• _Exercise prompt_
Check each line of the entries. Copy the ones that contain the string "ViewMode".

• _Record extracts_

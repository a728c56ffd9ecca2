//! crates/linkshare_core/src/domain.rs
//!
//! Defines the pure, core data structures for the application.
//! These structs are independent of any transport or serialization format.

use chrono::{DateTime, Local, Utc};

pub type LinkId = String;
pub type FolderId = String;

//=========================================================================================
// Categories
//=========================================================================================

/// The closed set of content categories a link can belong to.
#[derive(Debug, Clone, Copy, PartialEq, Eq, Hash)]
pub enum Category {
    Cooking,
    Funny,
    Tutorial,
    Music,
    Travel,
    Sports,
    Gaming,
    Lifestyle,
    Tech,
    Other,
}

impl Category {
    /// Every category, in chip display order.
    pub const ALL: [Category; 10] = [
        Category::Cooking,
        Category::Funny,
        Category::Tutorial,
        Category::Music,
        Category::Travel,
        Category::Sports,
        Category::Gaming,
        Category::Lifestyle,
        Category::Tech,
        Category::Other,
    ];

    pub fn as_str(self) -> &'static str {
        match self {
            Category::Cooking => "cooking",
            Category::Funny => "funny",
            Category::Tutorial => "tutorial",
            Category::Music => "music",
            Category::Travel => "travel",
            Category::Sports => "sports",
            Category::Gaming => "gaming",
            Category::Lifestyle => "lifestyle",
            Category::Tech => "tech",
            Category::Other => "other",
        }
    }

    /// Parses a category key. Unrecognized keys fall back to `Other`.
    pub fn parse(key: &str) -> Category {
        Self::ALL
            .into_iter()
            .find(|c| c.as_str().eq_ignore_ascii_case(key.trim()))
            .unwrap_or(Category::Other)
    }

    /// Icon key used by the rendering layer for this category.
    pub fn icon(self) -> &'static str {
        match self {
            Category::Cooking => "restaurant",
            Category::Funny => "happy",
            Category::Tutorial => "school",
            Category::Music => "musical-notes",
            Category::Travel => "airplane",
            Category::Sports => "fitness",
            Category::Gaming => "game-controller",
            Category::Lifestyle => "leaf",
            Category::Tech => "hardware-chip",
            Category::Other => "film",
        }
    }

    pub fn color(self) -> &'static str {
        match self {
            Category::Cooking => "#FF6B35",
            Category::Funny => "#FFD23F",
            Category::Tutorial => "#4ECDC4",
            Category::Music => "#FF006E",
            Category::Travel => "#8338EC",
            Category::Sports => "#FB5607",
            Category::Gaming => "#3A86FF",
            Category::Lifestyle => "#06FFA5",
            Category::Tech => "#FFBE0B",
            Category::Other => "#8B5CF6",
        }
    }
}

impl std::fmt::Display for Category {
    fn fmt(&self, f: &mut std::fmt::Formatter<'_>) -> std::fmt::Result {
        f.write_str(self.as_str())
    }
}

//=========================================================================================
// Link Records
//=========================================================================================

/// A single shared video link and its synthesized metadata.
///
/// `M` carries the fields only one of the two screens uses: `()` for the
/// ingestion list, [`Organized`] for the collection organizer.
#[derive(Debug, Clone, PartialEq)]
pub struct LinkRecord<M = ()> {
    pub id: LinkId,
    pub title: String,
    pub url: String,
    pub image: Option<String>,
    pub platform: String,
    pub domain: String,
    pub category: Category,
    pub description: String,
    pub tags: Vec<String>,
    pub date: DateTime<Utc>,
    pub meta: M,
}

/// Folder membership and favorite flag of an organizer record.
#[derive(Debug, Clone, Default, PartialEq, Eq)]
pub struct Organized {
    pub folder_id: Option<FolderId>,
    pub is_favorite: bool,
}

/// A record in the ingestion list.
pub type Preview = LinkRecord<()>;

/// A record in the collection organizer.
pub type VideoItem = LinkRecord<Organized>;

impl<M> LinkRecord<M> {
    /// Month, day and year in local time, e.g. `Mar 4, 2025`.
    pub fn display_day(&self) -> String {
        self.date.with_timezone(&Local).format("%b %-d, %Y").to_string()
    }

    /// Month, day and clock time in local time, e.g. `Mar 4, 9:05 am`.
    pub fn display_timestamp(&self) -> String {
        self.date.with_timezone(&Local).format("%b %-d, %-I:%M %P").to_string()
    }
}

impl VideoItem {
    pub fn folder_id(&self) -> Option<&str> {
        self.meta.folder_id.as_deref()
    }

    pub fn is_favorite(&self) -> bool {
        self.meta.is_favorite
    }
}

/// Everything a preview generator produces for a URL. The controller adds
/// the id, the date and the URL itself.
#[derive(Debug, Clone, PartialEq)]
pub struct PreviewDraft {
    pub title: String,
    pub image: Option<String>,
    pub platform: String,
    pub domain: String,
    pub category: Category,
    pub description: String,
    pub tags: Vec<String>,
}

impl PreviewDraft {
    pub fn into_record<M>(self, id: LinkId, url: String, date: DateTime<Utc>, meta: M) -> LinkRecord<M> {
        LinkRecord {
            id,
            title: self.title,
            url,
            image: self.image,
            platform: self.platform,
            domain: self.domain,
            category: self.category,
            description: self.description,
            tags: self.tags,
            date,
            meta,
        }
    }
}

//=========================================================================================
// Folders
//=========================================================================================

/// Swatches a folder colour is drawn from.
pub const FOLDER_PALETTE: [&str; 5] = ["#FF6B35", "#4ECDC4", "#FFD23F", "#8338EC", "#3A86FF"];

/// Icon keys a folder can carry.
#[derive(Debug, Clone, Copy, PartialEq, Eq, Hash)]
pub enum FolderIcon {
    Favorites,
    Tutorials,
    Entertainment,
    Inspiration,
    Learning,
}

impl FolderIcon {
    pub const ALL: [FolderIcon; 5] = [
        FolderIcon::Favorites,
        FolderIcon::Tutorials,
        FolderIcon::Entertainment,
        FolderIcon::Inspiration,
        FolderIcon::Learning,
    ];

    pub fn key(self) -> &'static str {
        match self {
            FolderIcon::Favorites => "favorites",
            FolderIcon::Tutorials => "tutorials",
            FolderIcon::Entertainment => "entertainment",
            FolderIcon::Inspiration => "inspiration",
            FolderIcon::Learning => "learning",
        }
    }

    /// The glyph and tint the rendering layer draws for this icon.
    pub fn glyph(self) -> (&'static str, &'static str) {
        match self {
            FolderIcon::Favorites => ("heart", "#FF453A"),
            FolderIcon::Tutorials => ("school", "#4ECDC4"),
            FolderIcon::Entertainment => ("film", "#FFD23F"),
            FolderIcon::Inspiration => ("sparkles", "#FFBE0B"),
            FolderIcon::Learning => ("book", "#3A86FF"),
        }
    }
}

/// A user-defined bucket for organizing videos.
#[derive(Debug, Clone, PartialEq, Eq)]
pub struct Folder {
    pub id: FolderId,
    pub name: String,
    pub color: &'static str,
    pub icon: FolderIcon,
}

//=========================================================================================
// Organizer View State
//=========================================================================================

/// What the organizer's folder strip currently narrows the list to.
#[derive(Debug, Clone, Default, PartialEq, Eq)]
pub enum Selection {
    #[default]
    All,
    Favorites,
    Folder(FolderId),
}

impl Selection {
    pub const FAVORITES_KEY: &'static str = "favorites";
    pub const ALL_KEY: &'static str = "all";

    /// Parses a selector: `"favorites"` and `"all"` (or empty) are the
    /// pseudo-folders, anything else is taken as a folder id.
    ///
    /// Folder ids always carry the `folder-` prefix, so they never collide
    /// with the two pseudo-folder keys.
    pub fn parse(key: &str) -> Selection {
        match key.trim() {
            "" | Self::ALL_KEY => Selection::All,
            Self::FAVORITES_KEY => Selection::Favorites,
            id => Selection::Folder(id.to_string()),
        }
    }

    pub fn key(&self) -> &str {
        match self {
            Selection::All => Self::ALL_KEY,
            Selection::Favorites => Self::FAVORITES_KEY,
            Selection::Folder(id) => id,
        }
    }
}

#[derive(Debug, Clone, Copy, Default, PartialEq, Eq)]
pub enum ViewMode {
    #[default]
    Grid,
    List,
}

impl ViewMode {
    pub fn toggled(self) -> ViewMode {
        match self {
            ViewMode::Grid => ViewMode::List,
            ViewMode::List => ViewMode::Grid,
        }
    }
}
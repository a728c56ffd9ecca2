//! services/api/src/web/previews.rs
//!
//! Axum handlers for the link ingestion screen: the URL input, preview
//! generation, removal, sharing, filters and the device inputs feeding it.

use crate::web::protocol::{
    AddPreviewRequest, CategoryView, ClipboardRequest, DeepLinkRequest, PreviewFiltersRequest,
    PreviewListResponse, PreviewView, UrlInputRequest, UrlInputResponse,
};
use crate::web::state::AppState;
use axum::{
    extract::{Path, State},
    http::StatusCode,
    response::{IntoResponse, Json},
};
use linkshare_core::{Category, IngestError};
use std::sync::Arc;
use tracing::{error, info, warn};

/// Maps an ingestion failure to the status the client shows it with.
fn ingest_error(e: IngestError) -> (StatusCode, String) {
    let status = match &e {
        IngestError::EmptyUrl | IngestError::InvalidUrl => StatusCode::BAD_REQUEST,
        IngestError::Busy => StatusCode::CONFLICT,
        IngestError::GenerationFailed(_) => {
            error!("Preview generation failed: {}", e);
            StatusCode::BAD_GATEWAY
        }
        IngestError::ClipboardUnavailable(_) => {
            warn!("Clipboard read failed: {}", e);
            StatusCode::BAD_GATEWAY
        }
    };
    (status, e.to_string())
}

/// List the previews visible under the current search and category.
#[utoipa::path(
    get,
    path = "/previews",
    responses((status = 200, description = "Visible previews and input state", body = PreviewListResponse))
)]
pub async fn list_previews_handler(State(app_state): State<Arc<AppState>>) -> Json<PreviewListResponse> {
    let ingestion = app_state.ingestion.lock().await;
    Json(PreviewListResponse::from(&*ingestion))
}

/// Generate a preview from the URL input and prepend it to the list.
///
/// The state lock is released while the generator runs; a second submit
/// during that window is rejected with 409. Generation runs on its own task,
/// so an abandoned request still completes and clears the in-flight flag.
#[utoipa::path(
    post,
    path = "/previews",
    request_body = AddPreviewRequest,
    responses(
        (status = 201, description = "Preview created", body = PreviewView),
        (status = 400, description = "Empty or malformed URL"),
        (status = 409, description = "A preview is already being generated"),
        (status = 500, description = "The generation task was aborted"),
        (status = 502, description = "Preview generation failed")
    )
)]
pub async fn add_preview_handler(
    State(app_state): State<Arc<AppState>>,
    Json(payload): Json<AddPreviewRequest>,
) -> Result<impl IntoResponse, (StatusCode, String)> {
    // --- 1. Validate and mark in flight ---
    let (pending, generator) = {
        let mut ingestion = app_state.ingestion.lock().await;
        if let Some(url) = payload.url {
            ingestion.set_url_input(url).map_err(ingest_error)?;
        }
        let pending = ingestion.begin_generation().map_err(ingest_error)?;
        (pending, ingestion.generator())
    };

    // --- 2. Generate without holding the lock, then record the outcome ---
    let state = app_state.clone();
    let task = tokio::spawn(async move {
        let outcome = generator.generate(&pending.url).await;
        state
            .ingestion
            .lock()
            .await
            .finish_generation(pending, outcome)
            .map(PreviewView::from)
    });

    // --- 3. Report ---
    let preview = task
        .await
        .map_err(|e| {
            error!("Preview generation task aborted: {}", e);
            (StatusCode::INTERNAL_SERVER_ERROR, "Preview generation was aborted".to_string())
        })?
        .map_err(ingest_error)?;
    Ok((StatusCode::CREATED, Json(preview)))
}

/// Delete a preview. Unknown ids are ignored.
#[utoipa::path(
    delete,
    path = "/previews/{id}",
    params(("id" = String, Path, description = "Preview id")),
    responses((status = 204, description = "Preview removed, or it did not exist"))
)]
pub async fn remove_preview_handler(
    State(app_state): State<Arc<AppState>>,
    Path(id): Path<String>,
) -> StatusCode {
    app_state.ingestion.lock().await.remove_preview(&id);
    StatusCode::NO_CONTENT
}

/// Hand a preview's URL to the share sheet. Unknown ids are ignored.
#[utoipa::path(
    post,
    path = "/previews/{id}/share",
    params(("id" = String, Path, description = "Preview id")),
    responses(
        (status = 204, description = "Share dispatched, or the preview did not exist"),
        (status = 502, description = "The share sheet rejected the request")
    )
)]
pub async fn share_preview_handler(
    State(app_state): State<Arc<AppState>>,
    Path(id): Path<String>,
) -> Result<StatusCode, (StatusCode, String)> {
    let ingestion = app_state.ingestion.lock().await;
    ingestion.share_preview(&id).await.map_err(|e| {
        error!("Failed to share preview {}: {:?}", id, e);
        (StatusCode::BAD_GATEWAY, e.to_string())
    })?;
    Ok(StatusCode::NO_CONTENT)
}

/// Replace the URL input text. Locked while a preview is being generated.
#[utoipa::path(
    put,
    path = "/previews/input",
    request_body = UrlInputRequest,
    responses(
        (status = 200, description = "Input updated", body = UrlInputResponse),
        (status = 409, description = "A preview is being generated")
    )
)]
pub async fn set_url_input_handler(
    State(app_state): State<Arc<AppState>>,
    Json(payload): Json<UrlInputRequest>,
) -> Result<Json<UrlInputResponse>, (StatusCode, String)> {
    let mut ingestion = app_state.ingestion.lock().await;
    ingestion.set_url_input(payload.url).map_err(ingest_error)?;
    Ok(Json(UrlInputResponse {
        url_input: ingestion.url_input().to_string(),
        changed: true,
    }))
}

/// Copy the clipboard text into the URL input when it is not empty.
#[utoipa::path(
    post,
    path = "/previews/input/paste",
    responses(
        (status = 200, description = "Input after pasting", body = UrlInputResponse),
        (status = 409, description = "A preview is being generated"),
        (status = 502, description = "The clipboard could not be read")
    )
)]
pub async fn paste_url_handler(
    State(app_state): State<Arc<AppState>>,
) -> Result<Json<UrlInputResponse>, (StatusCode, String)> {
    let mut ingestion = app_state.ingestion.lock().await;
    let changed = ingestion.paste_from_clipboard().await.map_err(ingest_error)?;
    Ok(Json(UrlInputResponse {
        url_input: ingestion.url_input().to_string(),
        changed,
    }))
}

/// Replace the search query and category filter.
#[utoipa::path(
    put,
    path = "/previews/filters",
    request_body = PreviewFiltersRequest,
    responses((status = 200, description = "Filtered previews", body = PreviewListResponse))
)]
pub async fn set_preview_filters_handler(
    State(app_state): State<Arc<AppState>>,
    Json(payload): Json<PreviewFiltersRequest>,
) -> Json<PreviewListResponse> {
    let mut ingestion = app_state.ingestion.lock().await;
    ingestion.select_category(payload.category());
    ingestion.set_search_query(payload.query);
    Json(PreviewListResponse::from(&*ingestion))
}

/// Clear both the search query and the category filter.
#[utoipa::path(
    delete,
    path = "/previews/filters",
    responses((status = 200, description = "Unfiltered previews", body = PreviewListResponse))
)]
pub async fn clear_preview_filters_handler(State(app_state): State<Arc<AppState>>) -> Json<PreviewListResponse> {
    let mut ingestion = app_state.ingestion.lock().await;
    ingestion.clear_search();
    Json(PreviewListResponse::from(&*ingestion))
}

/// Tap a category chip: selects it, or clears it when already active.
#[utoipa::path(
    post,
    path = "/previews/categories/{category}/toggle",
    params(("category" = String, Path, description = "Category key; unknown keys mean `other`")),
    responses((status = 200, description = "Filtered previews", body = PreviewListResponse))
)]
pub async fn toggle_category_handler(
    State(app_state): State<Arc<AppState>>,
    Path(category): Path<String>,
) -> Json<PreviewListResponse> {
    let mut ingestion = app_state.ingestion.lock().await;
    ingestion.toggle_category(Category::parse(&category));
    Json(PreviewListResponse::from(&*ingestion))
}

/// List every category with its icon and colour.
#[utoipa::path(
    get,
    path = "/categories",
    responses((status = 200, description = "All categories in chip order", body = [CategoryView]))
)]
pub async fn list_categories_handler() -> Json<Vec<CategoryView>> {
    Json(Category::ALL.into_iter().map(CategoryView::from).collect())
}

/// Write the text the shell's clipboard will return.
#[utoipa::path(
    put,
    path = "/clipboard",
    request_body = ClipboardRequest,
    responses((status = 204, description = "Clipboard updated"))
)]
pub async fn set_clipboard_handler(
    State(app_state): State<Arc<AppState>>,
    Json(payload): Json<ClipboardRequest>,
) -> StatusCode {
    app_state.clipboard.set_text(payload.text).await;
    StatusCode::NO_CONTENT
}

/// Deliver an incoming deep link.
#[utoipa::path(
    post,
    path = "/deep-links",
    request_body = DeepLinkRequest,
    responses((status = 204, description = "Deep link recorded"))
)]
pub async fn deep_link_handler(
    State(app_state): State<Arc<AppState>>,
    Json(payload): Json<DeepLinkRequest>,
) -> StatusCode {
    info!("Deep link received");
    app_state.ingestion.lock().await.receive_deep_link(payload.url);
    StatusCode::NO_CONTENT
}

• _Reply to the exercise_
pub enum ViewMode {
impl ViewMode {
    pub fn toggled(self) -> ViewMode {
            ViewMode::Grid => ViewMode::List,
            ViewMode::List => ViewMode::Grid,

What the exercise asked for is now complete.